(LISTED RECORDS begins)
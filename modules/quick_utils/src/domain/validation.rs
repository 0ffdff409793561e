//! Input validation and normalization helpers

use crate::contract::UtilsError;
use std::net::{IpAddr, SocketAddr};

/// Validate a vendor prefix and return it upper-cased
///
/// Accepts exactly three colon-separated pairs of hex digits, e.g. `ab:cd:ef`.
pub fn normalize_oui(oui: &str) -> Result<String, UtilsError> {
    let trimmed = oui.trim();
    let parts: Vec<&str> = trimmed.split(':').collect();

    let valid = parts.len() == 3
        && parts
            .iter()
            .all(|p| p.len() == 2 && p.chars().all(|c| c.is_ascii_hexdigit()));

    if !valid {
        return Err(UtilsError::InvalidOui {
            oui: oui.to_string(),
        });
    }

    Ok(trimmed.to_ascii_uppercase())
}

/// Build a `host:port` contact point
///
/// Hosts that already name a port are left alone; bare IPv6 literals are
/// bracketed.
pub fn contact_point(host: &str, port: u16) -> String {
    let host = host.trim();

    if host.parse::<SocketAddr>().is_ok() {
        return host.to_string();
    }

    match host.parse::<IpAddr>() {
        Ok(ip) => SocketAddr::new(ip, port).to_string(),
        Err(_) if host.starts_with('[') && host.ends_with(']') => format!("{}:{}", host, port),
        Err(_) => match host.rsplit_once(':') {
            Some((name, p)) if !name.is_empty() && p.parse::<u16>().is_ok() => host.to_string(),
            _ => format!("{}:{}", host, port),
        },
    }
}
(LISTED RECORDS ends)
— ACTION ITEM —
Copy the full listing exactly.

— SOLVED PROBLEM —
filename modules/quick_utils/src/domain/validation.rs
repository 0ffdff409793561e
//! Input validation and normalization helpers

use crate::contract::UtilsError;
use std::net::{IpAddr, SocketAddr};

/// Validate a vendor prefix and return it upper-cased
///
/// Accepts exactly three colon-separated pairs of hex digits, e.g. `ab:cd:ef`.
pub fn normalize_oui(oui: &str) -> Result<String, UtilsError> {
    let trimmed = oui.trim();
    let parts: Vec<&str> = trimmed.split(':').collect();

    let valid = parts.len() == 3
        && parts
            .iter()
            .all(|p| p.len() == 2 && p.chars().all(|c| c.is_ascii_hexdigit()));

    if !valid {
        return Err(UtilsError::InvalidOui {
            oui: oui.to_string(),
        });
    }

    Ok(trimmed.to_ascii_uppercase())
}

/// Build a `host:port` contact point
///
/// Hosts that already name a port are left alone; bare IPv6 literals are
/// bracketed.
pub fn contact_point(host: &str, port: u16) -> String {
    let host = host.trim();

    if host.parse::<SocketAddr>().is_ok() {
        return host.to_string();
    }

    match host.parse::<IpAddr>() {
        Ok(ip) => SocketAddr::new(ip, port).to_string(),
        Err(_) if host.starts_with('[') && host.ends_with(']') => format!("{}:{}", host, port),
        Err(_) => match host.rsplit_once(':') {
            Some((name, p)) if !name.is_empty() && p.parse::<u16>().is_ok() => host.to_string(),
            _ => format!("{}:{}", host, port),
        },
    }
}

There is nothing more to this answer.